The World Bank on Thursday pledge $1.1 billion in fresh funding to fight malaria in Africa.
Bill Gates, the founder of Microsoft, lauded the millennium goals, saying they had successfully focused the world's attention on the world's poorest citizens.
Greater innovation, he said, was now needed to tackle issues of disease, such as developing new preventative vaccines.
Bernard Kouchner, the French foreign minister, doubted whether the global poverty reduction goals could be reached in the current state of Western financial turmoil.
He said it was "sort of unfair" to talk about these goals when countries were being affected by a global credit crisis.
Gordon Brown, the British prime minister, however appealed to wealthy nations not to use financial turmoil as an excuse to abandon the millennium goals.
"This would be the worst time to turn back," he said.
He called for the investment of billions of dollars into African agriculture, saying there was a need to spark a green revolution in the continent.
He urged world leaders, businesses and civil society to "invest $10bn in Africa so it can help feed not just Africa, but feed beyond Africa with its exports".
"In the past, feed the world meant that we helped to feed Africa," Brown said. "In future, if we do things right, we will do best by enabling Africa to feed the world."

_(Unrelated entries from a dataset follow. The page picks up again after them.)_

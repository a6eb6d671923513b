//! Dependency discovery.
//!
//! The entry script is loaded once in a probe interpreter. Every feature it
//! loads is resolved against the interpreter's load path and then the
//! script's own directory. While the probe is parked, the native libraries
//! mapped into it are enumerated through the host's [`LibraryDetector`].
//! Nothing on disk is modified.
//!
//! # Module Organization
//!
//! - [`probe`] - Probe program and output parsing
//! - [`library`] - Detector trait and host selection
//! - [`proc_maps`] - `/proc/<pid>/maps` detector
//! - `modules` - Module enumeration detector (Windows only)

pub mod library;
#[cfg(windows)]
mod modules;
pub mod probe;
pub mod proc_maps;

pub use library::{LibraryDetector, host_detector};
pub use probe::{PROBE_SCRIPT, ProbeReport};

use crate::packer::{
    error::{Context, Error, Result},
    host::HostRuntime,
    path::PackPath,
    settings::{Settings, UnresolvedPolicy},
};
use path_absolutize::Absolutize;
use serde::Serialize;
use std::{
    collections::HashSet,
    path::{Path, PathBuf},
    process::Stdio,
};
use tokio::io::{AsyncBufReadExt, BufReader};

/// Where a scanned file was found.
#[derive(Debug, Clone, Copy, PartialEq, Eq, Serialize)]
#[serde(rename_all = "snake_case")]
pub enum Origin {
    /// An entry of the interpreter's load path.
    LoadPath,
    /// The entry script's directory.
    Application,
}

/// One loaded source file.
#[derive(Debug, Clone, PartialEq, Eq, Serialize)]
pub struct ScannedFile {
    /// Name relative to the source root it was found in.
    pub logical: PackPath,
    /// Absolute path on the build host.
    pub path: PackPath,
    pub origin: Origin,
}

/// Everything a build needs to embed.
#[derive(Debug, Clone, Serialize)]
pub struct ScanResult {
    pub entry_script: PathBuf,
    /// Source files, first loaded first, unique by logical name.
    pub files: Vec<ScannedFile>,
    /// Native libraries of the runtime resident in the probe.
    pub libraries: Vec<PackPath>,
    pub host: HostRuntime,
}

/// A source root in search order.
#[derive(Debug, Clone)]
struct SourceRoot {
    path: PackPath,
    origin: Origin,
}

/// Runs the probe and turns its report into a [`ScanResult`].
pub struct DependencyScanner {
    ruby: PathBuf,
    detector: Box<dyn LibraryDetector>,
    unresolved: UnresolvedPolicy,
}

impl DependencyScanner {
    pub fn new(
        ruby: impl Into<PathBuf>,
        detector: Box<dyn LibraryDetector>,
        unresolved: UnresolvedPolicy,
    ) -> Self {
        Self {
            ruby: ruby.into(),
            detector,
            unresolved,
        }
    }

    /// Scanner for `settings`, using the host's library detector.
    pub fn from_settings(settings: &Settings) -> Result<Self> {
        Ok(Self::new(
            settings.ruby(),
            host_detector()?,
            settings.unresolved_policy(),
        ))
    }

    /// Load `script` with `args` in the probe and collect its dependencies.
    pub async fn scan(&self, script: &Path, args: &[String]) -> Result<ScanResult> {
        log::info!("Loading {} to check dependencies", script.display());

        let mut child = tokio::process::Command::new(&self.ruby)
            .arg("-e")
            .arg(PROBE_SCRIPT)
            .arg(script)
            .args(args)
            .stdin(Stdio::null())
            .stdout(Stdio::piped())
            .stderr(Stdio::inherit())
            .kill_on_drop(true)
            .spawn()
            .map_err(|error| Error::CommandFailed {
                command: self.ruby.display().to_string(),
                error,
            })?;

        let stdout = child.stdout.take().context("probe stdout was not captured")?;
        let mut reader = BufReader::new(stdout);
        let mut report = ProbeReport::default();
        let mut line = Vec::new();
        loop {
            line.clear();
            if reader.read_until(b'\n', &mut line).await? == 0 {
                break;
            }
            if report.accept(&String::from_utf8_lossy(&line))? {
                break;
            }
        }
        drop(reader);

        if !report.is_ready() {
            let status = child.wait().await?;
            return Err(Error::Scan {
                script: script.to_path_buf(),
                reason: format!("interpreter exited with {} before reporting", status),
            });
        }

        let host = HostRuntime::from_config(&report.config)?;
        log::debug!("Runtime exec prefix: {}", host.exec_prefix);

        let libraries = match child.id() {
            Some(pid) => self.detector.detect_dlls(pid, &host)?,
            None => {
                log::warn!("probe exited early, native libraries will not be detected");
                Vec::new()
            }
        };
        for lib in &libraries {
            log::debug!("native library {}", lib);
        }

        child.kill().await?;

        let script_dir = script.parent().unwrap_or_else(|| Path::new("."));
        let files = resolve_features(&report, script_dir, self.unresolved)?;
        log::info!(
            "Found {} source files and {} native libraries",
            files.len(),
            libraries.len()
        );

        Ok(ScanResult {
            entry_script: script.to_path_buf(),
            files,
            libraries,
            host,
        })
    }
}

fn source_roots(report: &ProbeReport, script_dir: &Path) -> Result<Vec<SourceRoot>> {
    let mut roots = Vec::new();
    for dir in &report.load_path {
        roots.push(SourceRoot {
            path: PackPath::from(Path::new(dir).absolutize()?.as_ref()),
            origin: Origin::LoadPath,
        });
    }
    roots.push(SourceRoot {
        path: PackPath::from(script_dir.absolutize()?.as_ref()),
        origin: Origin::Application,
    });
    Ok(roots)
}

/// Map each loaded feature to a (logical name, absolute path) pair.
///
/// Absolute features are named relative to the most specific root that
/// contains them; relative ones are searched root by root. Features that
/// match nothing go through `policy`.
pub fn resolve_features(
    report: &ProbeReport,
    script_dir: &Path,
    policy: UnresolvedPolicy,
) -> Result<Vec<ScannedFile>> {
    let roots = source_roots(report, script_dir)?;
    let mut seen = HashSet::new();
    let mut files = Vec::new();

    for feature in &report.features {
        let feature_path = PackPath::new(feature.as_str());
        let resolved = if feature_path.is_absolute() {
            if feature_path.is_file() {
                roots
                    .iter()
                    .filter(|root| feature_path.is_subpath_of(&root.path))
                    .max_by_key(|root| root.path.normalized().len())
                    .map(|root| ScannedFile {
                        logical: feature_path.relative_path_from(&root.path),
                        path: feature_path.clone(),
                        origin: root.origin,
                    })
            } else {
                None
            }
        } else {
            roots.iter().find_map(|root| {
                let candidate = root.path.join(&feature_path);
                candidate.is_file().then(|| ScannedFile {
                    logical: feature_path.clone(),
                    path: candidate,
                    origin: root.origin,
                })
            })
        };

        match resolved {
            Some(file) => {
                if seen.insert(file.logical.clone()) {
                    log::trace!("{} -> {}", file.logical, file.path);
                    files.push(file);
                }
            }
            None => policy.on_unresolved(feature)?,
        }
    }
    Ok(files)
}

Robert Zoellick, the World Bank's president, expressed concern that the financial crisis, which has largely affected only richer nations so far, could spread to developing nations.
"In general, the developing world has provided some sources of growth in the midst of the turmoil, but now I am concerned with ripple effects of this most recent trauma could start to hit some of them more seriously," he said on the sidelines of the UN meeting.